第51話 ジョブチェンジ

 日曜は結局弦さんしか来客は無かった。月末の月曜と火曜は職場関係で最後の挨拶回りと引継ぎがあったのでお店はお休み。ちゃんと貼り紙しときました。


 月が変わって水曜日。いよいよ今日から専属管理人にジョブチェンジだ。職安とかの手続きが必要なんだけど準備に一週間位かかるらしいんでその間は何も出来る事がない。


 店に入ったらまずは厨房で水周りを確認して簡単な仕込み。せっかく寄ってくれたお客さんに何も出さないのも何なので三音里ちゃんや弦さんの反応も含めてマスターに電話で相談して当座のメニューはカレーとオムライス、簡単なパスタ程度を提供する事にした。でもお薦めはあのソーセージを使ったホットドッグだな。


 驚いたことに店のパンは冷凍食品だった。製造元のパン屋さんが焼きたてを急速冷凍しているので店でも長期間保存できる優れものだそうだ。解凍は霧吹きで湿らせたパンをオーブンに入れるだけ。試しにやってみたがまるで焼きたての様だった。冷凍技術凄すぎ。


 そして肝となるソーセージの焼き方。マスターは茹でてから焼くやり方を教えてくれた。フライパンの深さ1センチくらいの熱湯にソーセージを入れて強めの中火で水が無くなるまでソーセージを転がしながら茹でる。水が無くなったらそのまま火を少し弱め焦げ目がつくまでじっくりと転がすそうだ。別の鍋で茹でてもいいらしいけど染み出た脂が逃げるのでフライパン一つで仕上げるのがマスター流らしい。


 付け合わせはザワークラウトか刻んだ玉葱を選べるようにしてみた。玉葱は刻んだ後に水にさらして辛みを抜いた奴だ。俺はザワークラウトも好きなんだがあの独特の酸味は苦手な人もいそうなのでと提案したらあっさりと許可が貰えた。どちらも肉の脂との相性はいいと思う。


 仕込み擬きが終わったら店内の掃除。埃はどこから来るのでしょう?ホント不思議だ。だからこそ管理人の意味もあるのだが。そうか!そのお陰で俺はここに居るのかと勘違いな事を感謝(?)しながらテーブルやイスを拭いていく。


 ここまでやれば取り敢えずのルーティーンは終了だ。後はお客さんが来るまで自由時間。その時間をより有意義に過ごすためにコーヒーを淹れる。店のコーヒーは最近あまり観なくなったサイフォン式。フラスコにロートを突っ込んだあれだ。


 まずは一杯分の豆をハンドミルで挽く。豆は淹れる前に曳いた方が美味しいとのことなので挽き置きはしない。


 濾過器をセットしたロートに挽きたての粉を入れお湯を入れたビーカーにセットする。セットが完了したらビーカーの下にアルコールランプを置いて加熱すれば沸騰したお湯がロートへと上がってくるので粉とよく混ざるように浮いた粉をヘラで沈めてやる。一分ほど待ったらもう一度撹拌してからアルコールランプをビーカーから外してやれば立派なコーヒーがビーカーの中へと落ちてきて完成だ。

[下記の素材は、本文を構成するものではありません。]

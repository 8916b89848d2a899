//! Fixed annotation keys and API identifiers
//!
//! These strings are part of the compatibility surface: external tooling
//! reconstructs scan ancestry from them. Changing any of them breaks every
//! consumer that inspects produced manifests.

/// API version stamped on every synthesized scan.
pub const SCAN_API_VERSION: &str = "execution.cascade.dev/v1";

/// Resource kind of a scan.
pub const SCAN_KIND: &str = "Scan";

/// API version of cascading-rule resources.
pub const RULE_API_VERSION: &str = "cascading.cascade.dev/v1";

/// Resource kind of a cascading rule.
pub const RULE_KIND: &str = "CascadingRule";

/// Marks which hook produced a scan.
pub const HOOK_ANNOTATION: &str = "cascade.dev/hook";

/// Value of [`HOOK_ANNOTATION`] for scans produced by this engine.
pub const HOOK_NAME: &str = "cascading-scans";

/// Name of the parent scan a cascaded scan was derived from.
pub const PARENT_SCAN_ANNOTATION: &str = "cascading.cascade.dev/parent-scan";

/// Id of the finding that matched the cascading rule.
pub const MATCHED_FINDING_ANNOTATION: &str = "cascading.cascade.dev/matched-finding";

/// Ordered list of rule names applied along the scan's ancestry.
pub const CHAIN_ANNOTATION: &str = "cascading.cascade.dev/chain";

/// Delimiter between rule names in [`CHAIN_ANNOTATION`].
pub const CHAIN_DELIMITER: char = ',';
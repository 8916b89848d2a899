//! Rule-chain tracking
//!
//! The chain records which cascading rules were applied to reach a scan,
//! ordered root-first. Its wire form is a single comma-delimited annotation
//! so external tooling can reconstruct ancestry; internally it behaves as an
//! ordered set - a rule name never appears twice.

use crate::domain::{keys, Scan};

/// Ordered, duplicate-free history of applied rule names.
#[derive(Debug, Clone, Default, PartialEq, Eq)]
pub struct ScanChain(Vec<String>);

impl ScanChain {
    /// Read the chain from a scan's annotation. An absent annotation is a
    /// valid, common state: root scans have an empty chain.
    pub fn of(scan: &Scan) -> Self {
        match scan.annotation(keys::CHAIN_ANNOTATION) {
            Some(raw) if !raw.is_empty() => Self(
                raw.split(keys::CHAIN_DELIMITER)
                    .map(str::to_string)
                    .collect(),
            ),
            _ => Self::default(),
        }
    }

    pub fn contains(&self, rule_name: &str) -> bool {
        self.0.iter().any(|name| name == rule_name)
    }

    /// The chain a child scan carries: this chain plus `rule_name`.
    ///
    /// Appending a name already present is a no-op - the caller skips such
    /// rules, and the chain itself refuses to encode a duplicate.
    pub fn child(&self, rule_name: &str) -> Self {
        if self.contains(rule_name) {
            return self.clone();
        }
        let mut entries = self.0.clone();
        entries.push(rule_name.to_string());
        Self(entries)
    }

    /// Wire form for the chain annotation.
    pub fn encode(&self) -> String {
        self.0.join(&keys::CHAIN_DELIMITER.to_string())
    }

    pub fn is_empty(&self) -> bool {
        self.0.is_empty()
    }

    pub fn len(&self) -> usize {
        self.0.len()
    }

    /// Rule names, root-first.
    pub fn iter(&self) -> impl Iterator<Item = &str> {
        self.0.iter().map(String::as_str)
    }
}
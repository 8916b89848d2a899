//! Selector reverse-matching
//!
//! A scan's `scanAnnotationSelector` is a label-selector expression, but its
//! keys are resolved against the *finding* under consideration rather than
//! the scan's own labels: the parse definition maps each selector key to a
//! dotted path inside the finding. Keys without a mapping fall back to the
//! scan's own annotation value, so selectors can mix finding-derived and
//! static constraints.

use std::collections::BTreeMap;

use serde_json::Value;

use crate::domain::{Finding, LabelSelector, SelectorOperator};

use super::value::{lookup_path, scalar_to_string};

/// Decide whether the parent scan's annotation selector accepts a finding.
///
/// An absent or empty selector always matches. An unresolvable key fails its
/// requirement (except `DoesNotExist`, which it satisfies) - never an error,
/// since a rule should simply not trigger rather than crash the pass.
pub fn is_reverse_match(
    selector: Option<&LabelSelector>,
    scan_annotations: &BTreeMap<String, String>,
    finding: &Finding,
    mappings: &BTreeMap<String, String>,
) -> bool {
    let Some(selector) = selector else {
        return true;
    };
    if selector.is_empty() {
        return true;
    }

    // Mapped paths address the finding's JSON shape.
    let finding_json = serde_json::to_value(finding).unwrap_or(Value::Null);
    let resolve = |key: &str| -> Option<String> {
        match mappings.get(key) {
            Some(path) => lookup_path(&finding_json, path).and_then(scalar_to_string),
            None => scan_annotations.get(key).cloned(),
        }
    };

    let labels_hold = selector
        .match_labels
        .iter()
        .all(|(key, want)| resolve(key).as_deref() == Some(want.as_str()));

    let expressions_hold = selector.match_expressions.iter().all(|requirement| {
        let resolved = resolve(&requirement.key);
        match requirement.operator {
            SelectorOperator::In => resolved.is_some_and(|v| requirement.values.contains(&v)),
            SelectorOperator::NotIn => resolved.is_some_and(|v| !requirement.values.contains(&v)),
            SelectorOperator::Exists => resolved.is_some(),
            SelectorOperator::DoesNotExist => resolved.is_none(),
        }
    });

    labels_hold && expressions_hold
}

#[cfg(test)]
mod tests {
    use super::*;
    use crate::domain::LabelSelectorRequirement;

    fn finding() -> Finding {
        Finding::new("f-1", "Open Port 5601/tcp", "Open Port")
            .with_attribute("port", 5601)
            .with_attribute("service", "http")
            .with_attribute("hostname", "kibana.internal")
    }

    fn mappings() -> BTreeMap<String, String> {
        BTreeMap::from([
            ("service".to_string(), "attributes.service".to_string()),
            ("port".to_string(), "attributes.port".to_string()),
        ])
    }

    fn selector_in(key: &str, values: &[&str]) -> LabelSelector {
        LabelSelector {
            match_expressions: vec![LabelSelectorRequirement {
                key: key.to_string(),
                operator: SelectorOperator::In,
                values: values.iter().map(|v| v.to_string()).collect(),
            }],
            ..LabelSelector::default()
        }
    }

    #[test]
    fn test_absent_selector_matches_everything() {
        assert!(is_reverse_match(
            None,
            &BTreeMap::new(),
            &finding(),
            &mappings()
        ));
        assert!(is_reverse_match(
            Some(&LabelSelector::default()),
            &BTreeMap::new(),
            &finding(),
            &mappings()
        ));
    }

    #[test]
    fn test_mapped_key_resolves_from_finding() {
        let selector = selector_in("service", &["http", "https"]);
        assert!(is_reverse_match(
            Some(&selector),
            &BTreeMap::new(),
            &finding(),
            &mappings()
        ));

        let rejecting = selector_in("service", &["ssh"]);
        assert!(!is_reverse_match(
            Some(&rejecting),
            &BTreeMap::new(),
            &finding(),
            &mappings()
        ));
    }

    #[test]
    fn test_numeric_attribute_compares_as_string() {
        let selector = LabelSelector {
            match_labels: BTreeMap::from([("port".to_string(), "5601".to_string())]),
            ..LabelSelector::default()
        };
        assert!(is_reverse_match(
            Some(&selector),
            &BTreeMap::new(),
            &finding(),
            &mappings()
        ));
    }

    #[test]
    fn test_unmapped_key_falls_back_to_scan_annotations() {
        let selector = LabelSelector {
            match_labels: BTreeMap::from([("team".to_string(), "security".to_string())]),
            ..LabelSelector::default()
        };
        let annotations = BTreeMap::from([("team".to_string(), "security".to_string())]);
        assert!(is_reverse_match(
            Some(&selector),
            &annotations,
            &finding(),
            &mappings()
        ));
        assert!(!is_reverse_match(
            Some(&selector),
            &BTreeMap::new(),
            &finding(),
            &mappings()
        ));
    }

    #[test]
    fn test_unresolved_key_fails_the_requirement() {
        // Mapping points somewhere the finding doesn't have.
        let mappings =
            BTreeMap::from([("banner".to_string(), "attributes.banner".to_string())]);
        let selector = selector_in("banner", &["Apache"]);
        assert!(!is_reverse_match(
            Some(&selector),
            &BTreeMap::new(),
            &finding(),
            &mappings
        ));
    }

    #[test]
    fn test_does_not_exist_operator() {
        let selector = LabelSelector {
            match_expressions: vec![LabelSelectorRequirement {
                key: "banner".to_string(),
                operator: SelectorOperator::DoesNotExist,
                values: vec![],
            }],
            ..LabelSelector::default()
        };
        assert!(is_reverse_match(
            Some(&selector),
            &BTreeMap::new(),
            &finding(),
            &BTreeMap::new()
        ));

        let present = LabelSelector {
            match_expressions: vec![LabelSelectorRequirement {
                key: "service".to_string(),
                operator: SelectorOperator::DoesNotExist,
                values: vec![],
            }],
            ..LabelSelector::default()
        };
        assert!(!is_reverse_match(
            Some(&present),
            &BTreeMap::new(),
            &finding(),
            &mappings()
        ));
    }

    #[test]
    fn test_not_in_requires_a_resolved_value() {
        let selector = LabelSelector {
            match_expressions: vec![LabelSelectorRequirement {
                key: "service".to_string(),
                operator: SelectorOperator::NotIn,
                values: vec!["ssh".to_string()],
            }],
            ..LabelSelector::default()
        };
        assert!(is_reverse_match(
            Some(&selector),
            &BTreeMap::new(),
            &finding(),
            &mappings()
        ));

        // Unresolvable key: the constraint fails rather than trivially holds.
        let unresolved = LabelSelector {
            match_expressions: vec![LabelSelectorRequirement {
                key: "missing".to_string(),
                operator: SelectorOperator::NotIn,
                values: vec!["ssh".to_string()],
            }],
            ..LabelSelector::default()
        };
        assert!(!is_reverse_match(
            Some(&unresolved),
            &BTreeMap::new(),
            &finding(),
            &mappings()
        ));
    }
}
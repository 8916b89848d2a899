//! Pod-level fragments carried through scan specs
//!
//! The engine never interprets volume or mount configuration - it only
//! templates literal env values, concatenates sequences during inheritance
//! merging, and filters by structural equality. Everything beyond the fields
//! it touches is kept as open JSON.

use std::collections::BTreeMap;

use serde::{Deserialize, Serialize};

/// One environment variable of a scan container.
#[derive(Debug, Clone, PartialEq, Serialize, Deserialize)]
#[serde(rename_all = "camelCase")]
pub struct EnvVar {
    pub name: String,
    /// Literal value; the only part the template engine renders.
    #[serde(default, skip_serializing_if = "Option::is_none")]
    pub value: Option<String>,
    /// External reference (config-map/secret lookup), passed through verbatim.
    #[serde(default, skip_serializing_if = "Option::is_none")]
    pub value_from: Option<serde_json::Value>,
}

impl EnvVar {
    /// Env var with a literal value.
    pub fn literal(name: impl Into<String>, value: impl Into<String>) -> Self {
        Self {
            name: name.into(),
            value: Some(value.into()),
            value_from: None,
        }
    }
}

/// A volume offered to the scan's containers.
#[derive(Debug, Clone, PartialEq, Serialize, Deserialize)]
pub struct Volume {
    pub name: String,
    /// Volume source configuration (emptyDir, secret, ...), untouched.
    #[serde(flatten)]
    pub config: BTreeMap<String, serde_json::Value>,
}

/// A mount point wiring a volume into a container.
#[derive(Debug, Clone, PartialEq, Serialize, Deserialize)]
#[serde(rename_all = "camelCase")]
pub struct VolumeMount {
    pub name: String,
    pub mount_path: String,
    #[serde(flatten)]
    pub config: BTreeMap<String, serde_json::Value>,
}

/// Container run before the scan container starts.
#[derive(Debug, Clone, PartialEq, Serialize, Deserialize)]
pub struct InitContainer {
    pub name: String,
    #[serde(default, skip_serializing_if = "Option::is_none")]
    pub image: Option<String>,
    #[serde(default, skip_serializing_if = "Vec::is_empty")]
    pub command: Vec<String>,
    #[serde(default, skip_serializing_if = "Vec::is_empty")]
    pub env: Vec<EnvVar>,
    #[serde(flatten)]
    pub extra: BTreeMap<String, serde_json::Value>,
}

 騒がしい駅前のコーヒースタンドじゃ難しいだろうけど時間がゆっくりと流れるこの店なら十分あり。単純なドリップ式より手間はかかるけど動きがあって見ていて楽しいし味もまろやかな気がするので俺としては歓迎だ。そもそも流行りの店じゃコーヒーマシンにセットするだけだもんな。美味しいんだけど味気ないとはこれ如何に。


 お昼を少し過ぎた頃、今日の昼は何にしようかと考えていたら駐車場に一台の車が入ってきた。黒のレクサスから降りてきたのは老年の男女。御夫婦かな?何の用かな思ったら、お客さんじゃん。ここ飯屋だもん。


 弦さんは知ってる人だし別枠。ちょっと緊張しながら入口を潜るのを待ち構えてしまった。一見さんじゃなくてマスターの知り合いだといいんだけど。


『カランコロン』

「いらっしゃいませ」

「おお本当だ。シンさんじゃない」


 白髪の男性の一言目でマスターの知り合いであることが判明してホッとした。


「マスター入院しちゃったんでその間の店番です。簡単な物ならお出しできますけどどうしますか?」

「弦八さんから聞いてるよ。カレーが美味いらしいじゃないか。話を聞いて食べてみたくてきたんだ。家内と二人だけど大丈夫かな?」

「弦さん何て言ってました?」

「今なら美味いカレーが食べられるから行った方がいいぞってね」


 確かに知り合いには伝えとくって言ってたけど…。


 弦さん、伝えて欲しい事が違います。